Hovestadt A, Henzen-Logmans S C, Vecht C J
Department of Neurology, Dr. Daniel Den Hoed Cancer Centre, Rotterdam, The Netherlands.
Br J Cancer. 1990 Oct;62(4):653-4. doi: 10.1038/bjc.1990.349.
To evaluate the sensitivity and specificity of immunohistochemical analysis in relation to the standard cytological examination of the cerebrospinal fluid (CSF) in patients with either a solid tumour or a haematological malignancy and possible leptomeningeal disease, 68 CSF-samples derived from 68 patients were examined.
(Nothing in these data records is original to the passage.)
//! Newtype IDs for type-safe identifiers.
//!
//! Using newtypes prevents accidentally mixing up different ID types,
//! e.g., passing a ProductId where a CartItemId is expected. Cart item
//! identity is deliberately distinct from product identity: the same
//! product can only appear in one line, but the line has its own id.

use serde::{Deserialize, Serialize};
use std::fmt;

/// Macro to generate newtype ID structs.
macro_rules! define_id {
    ($name:ident) => {
        /// A unique identifier.
        #[derive(Debug, Clone, PartialEq, Eq, Hash, Serialize, Deserialize)]
        pub struct $name(String);

        impl $name {
            /// Create a new ID from a string.
            pub fn new(id: impl Into<String>) -> Self {
                Self(id.into())
            }

            /// Generate a new unique ID.
            pub fn generate() -> Self {
                Self(generate_id())
            }

            /// Get the ID as a string slice.
            pub fn as_str(&self) -> &str {
                &self.0
            }

            /// Consume and return the inner string.
            pub fn into_inner(self) -> String {
                self.0
            }
        }

        impl fmt::Display for $name {
            fn fmt(&self, f: &mut fmt::Formatter<'_>) -> fmt::Result {
                write!(f, "{}", self.0)
            }
        }

        impl From<String> for $name {
            fn from(s: String) -> Self {
                Self(s)
            }
        }

        impl From<&str> for $name {
            fn from(s: &str) -> Self {
                Self(s.to_string())
            }
        }

        impl AsRef<str> for $name {
            fn as_ref(&self) -> &str {
                &self.0
            }
        }
    };
}

define_id!(ProductId);
define_id!(CategoryId);
define_id!(CartItemId);
define_id!(OrderId);
define_id!(AddressId);
define_id!(UserId);

/// Generate a unique ID using timestamp and an atomic counter.
fn generate_id() -> String {
    use std::sync::atomic::{AtomicU64, Ordering};
    use std::time::{SystemTime, UNIX_EPOCH};

    static COUNTER: AtomicU64 = AtomicU64::new(0);

    let timestamp = SystemTime::now()
        .duration_since(UNIX_EPOCH)
        .map(|d| d.as_nanos())
        .unwrap_or(0);

    let counter = COUNTER.fetch_add(1, Ordering::SeqCst);

    format!("{:x}-{:x}", timestamp as u64, counter)
}
//! Detection of non-Latin characters that render like Latin letters.

use crate::core::HomographHit;
use once_cell::sync::Lazy;
use std::collections::HashMap;
use unicode_script::UnicodeScript;

/// Confusable character -> the Latin letter it imitates.
static CONFUSABLES: Lazy<HashMap<char, char>> = Lazy::new(|| {
    [
        // Cyrillic lowercase
        ('\u{0430}', 'a'),
        ('\u{0435}', 'e'),
        ('\u{043E}', 'o'),
        ('\u{0440}', 'p'),
        ('\u{0441}', 'c'),
        ('\u{0443}', 'y'),
        ('\u{0445}', 'x'),
        ('\u{0455}', 's'),
        ('\u{0456}', 'i'),
        ('\u{0458}', 'j'),
        ('\u{0501}', 'd'),
        ('\u{04BB}', 'h'),
        ('\u{04CF}', 'l'),
        ('\u{051B}', 'q'),
        ('\u{051D}', 'w'),
        // Cyrillic uppercase
        ('\u{0410}', 'A'),
        ('\u{0412}', 'B'),
        ('\u{0415}', 'E'),
        ('\u{041A}', 'K'),
        ('\u{041C}', 'M'),
        ('\u{041D}', 'H'),
        ('\u{041E}', 'O'),
        ('\u{0420}', 'P'),
        ('\u{0421}', 'C'),
        ('\u{0422}', 'T'),
        ('\u{0425}', 'X'),
        // Latin extensions
        ('\u{0261}', 'g'),
        ('\u{0251}', 'a'),
        ('\u{0131}', 'i'),
        // Greek
        ('\u{03BF}', 'o'),
        ('\u{03BD}', 'v'),
        ('\u{03C9}', 'w'),
        ('\u{03C4}', 't'),
        ('\u{03B1}', 'a'),
        ('\u{03B9}', 'i'),
        ('\u{03BA}', 'k'),
        ('\u{03C1}', 'p'),
        ('\u{03C5}', 'u'),
        ('\u{039F}', 'O'),
        ('\u{0391}', 'A'),
        ('\u{0392}', 'B'),
        ('\u{0395}', 'E'),
    ]
    .into_iter()
    .collect()
});

/// Latin letter imitated by `c`, if `c` is a known confusable.
pub fn looks_like(c: char) -> Option<char> {
    CONFUSABLES.get(&c).copied()
}

/// Distinct confusables in `text`, in order of first appearance.
pub fn scan(text: &str) -> Vec<HomographHit> {
    let mut hits: Vec<HomographHit> = Vec::new();
    for c in text.chars().filter(|c| !c.is_ascii()) {
        let Some(latin) = looks_like(c) else {
            continue;
        };
        if hits.iter().any(|h| h.found == c) {
            continue;
        }
        hits.push(HomographHit {
            found: c,
            looks_like: latin,
            script: c.script().full_name().to_string(),
        });
    }
    hits
}

/// Replace each confusable with the letter it imitates.
pub fn skeleton(text: &str) -> String {
    text.chars().map(|c| looks_like(c).unwrap_or(c)).collect()
}
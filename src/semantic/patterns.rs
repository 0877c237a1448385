//! Weighted pattern table for the deterministic scorer.

use once_cell::sync::Lazy;
use regex::Regex;

/// Where a pattern is searched.
#[derive(Debug, Clone, Copy, PartialEq, Eq)]
enum Scope {
    /// Host only, so path text cannot trigger it.
    Host,
    /// The whole lowercased URL.
    Url,
}

struct WeightedPattern {
    regex: Regex,
    description: &'static str,
    weight: f64,
    scope: Scope,
    /// Brand the pattern imitates; skipped on that brand's own domain.
    genuine: Option<&'static str>,
}

fn pattern(
    re: &str,
    description: &'static str,
    weight: f64,
    scope: Scope,
    genuine: Option<&'static str>,
) -> WeightedPattern {
    WeightedPattern {
        regex: Regex::new(re).expect("valid pattern"),
        description,
        weight,
        scope,
        genuine,
    }
}

static PATTERNS: Lazy<Vec<WeightedPattern>> = Lazy::new(|| {
    use Scope::{Host, Url};
    let brand = |re, description, weight, genuine| pattern(re, description, weight, Url, Some(genuine));
    vec![
        // Character confusables
        pattern(r"0", "'0' standing in for 'o'", 0.3, Host, None),
        pattern(r"1", "'1' standing in for 'l/i'", 0.3, Host, None),
        pattern(r"vv", "'vv' standing in for 'w'", 0.4, Host, None),
        pattern(r"rn", "'rn' standing in for 'm'", 0.35, Host, None),
        pattern(r"cl", "'cl' standing in for 'd'", 0.3, Host, None),
        // Hyphenated lure words
        pattern(r"-login", "login subdomain", 0.5, Url, None),
        pattern(r"-secure", "secure subdomain", 0.5, Url, None),
        pattern(r"-verify", "verify subdomain", 0.6, Url, None),
        pattern(r"-account", "account subdomain", 0.5, Url, None),
        pattern(r"-update", "update subdomain", 0.5, Url, None),
        pattern(r"-confirm", "confirm subdomain", 0.6, Url, None),
        // Brand spellings
        brand(r"paypa[l1]", "paypal mimicking", 0.7, "paypal"),
        brand(r"amaz[o0]n", "amazon mimicking", 0.7, "amazon"),
        brand(r"g[o0]{2}gle", "google mimicking", 0.7, "google"),
        brand(r"faceb[o0]{2}k", "facebook mimicking", 0.7, "facebook"),
        brand(r"micr[o0]s[o0]ft", "microsoft mimicking", 0.7, "microsoft"),
        brand(r"app[l1]e", "apple mimicking", 0.7, "apple"),
        brand(r"netf[l1]ix", "netflix mimicking", 0.7, "netflix"),
        brand(r"linked[l1]n", "linkedin mimicking", 0.6, "linkedin"),
        brand(r"hotmai[l1i]|hotma[l1i]{2}", "hotmail mimicking", 0.7, "hotmail"),
        brand(r"outl[o0]{2}k", "outlook mimicking", 0.7, "outlook"),
        brand(r"yah[o0]{2}", "yahoo mimicking", 0.7, "yahoo"),
        brand(r"twitt[e3]r", "twitter mimicking", 0.6, "twitter"),
        brand(r"instag(?:r)?am", "instagram mimicking", 0.6, "instagram"),
        brand(r"whatsap+", "whatsapp mimicking", 0.6, "whatsapp"),
        // Structure
        pattern(
            r"\.(?:xyz|tk|ml|ga|cf|gq|top|loan|work|click)(?:[/:?#]|$)",
            "suspicious tld",
            0.5,
            Url,
            None,
        ),
        pattern(r"\d{1,3}\.\d{1,3}\.\d{1,3}\.\d{1,3}", "ip address", 0.6, Url, None),
        pattern(r"%[0-9a-f]{2}", "url encoding", 0.2, Url, None),
        pattern(r"(?:[a-z0-9-]+\.){4,}", "many subdomains", 0.4, Url, None),
        pattern(r"[a-z0-9]{20,}", "long random string", 0.4, Url, None),
    ]
});

static SAFE_URL: Lazy<Regex> = Lazy::new(|| {
    Regex::new(
        r"^https://(?:www\.)?(?:google|amazon|microsoft|apple|facebook|github|linkedin)\.com(?:[/:?#]|$)",
    )
    .expect("valid pattern")
});

pub const SAFE_DESCRIPTION: &str = "Known legitimate domain";

/// Result of the pattern table over one URL.
#[derive(Debug, Clone, PartialEq)]
pub struct PatternOutcome {
    /// Summed weights, capped at 1.0.
    pub score: f64,
    pub matched: Vec<String>,
    /// The URL hit the known-safe allowlist.
    pub safe: bool,
}

/// Score a lowercased URL. `host` and `domain_label` scope the host-only
/// patterns and the brand exclusions.
pub fn score(url: &str, host: &str, domain_label: &str, safe_score: f64) -> PatternOutcome {
    if SAFE_URL.is_match(url) {
        return PatternOutcome {
            score: safe_score,
            matched: vec![SAFE_DESCRIPTION.to_string()],
            safe: true,
        };
    }

    let mut score = 0.0;
    let mut matched = Vec::new();
    for p in PATTERNS.iter() {
        if p.genuine.is_some_and(|g| g == domain_label) {
            continue;
        }
        let haystack = match p.scope {
            Scope::Host => host,
            Scope::Url => url,
        };
        if p.regex.is_match(haystack) {
            score += p.weight;
            matched.push(p.description.to_string());
        }
    }

    let special = url.chars().filter(|c| matches!(c, '-' | '_' | '.')).count();
    if special > 5 {
        score += 0.2;
        matched.push("many special chars".to_string());
    }
    if url.chars().count() > 100 {
        score += 0.15;
        matched.push("long url".to_string());
    }
    if !url.starts_with("https://") {
        score += 0.1;
        matched.push("no https".to_string());
    }

    PatternOutcome {
        score: f64::min(score, 1.0),
        matched,
        safe: false,
    }
}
The sensitivity of immunohistochemical analysis was 0.54 and its specificity 0.98. Only one patient had a positive immunohistochemistry and a negative cytology. The gain of adding immunohistochemistry to cytology is nearly 8%. It is concluded that immunohistochemistry should not be used as a screening test for leptomeningeal disease in patients with cancer.
为评估免疫组化分析相对于实体瘤或血液系统恶性肿瘤且可能存在软脑膜疾病患者脑脊液(CSF)标准细胞学检查的敏感性和特异性,对68例患者的68份CSF样本进行了检测。免疫组化分析的敏感性为0.54,特异性为0.98。仅有1例患者免疫组化呈阳性而细胞学检查呈阴性。在细胞学检查基础上增加免疫组化检查的获益率近8%。得出结论,免疫组化不应作为癌症患者软脑膜疾病的筛查试验。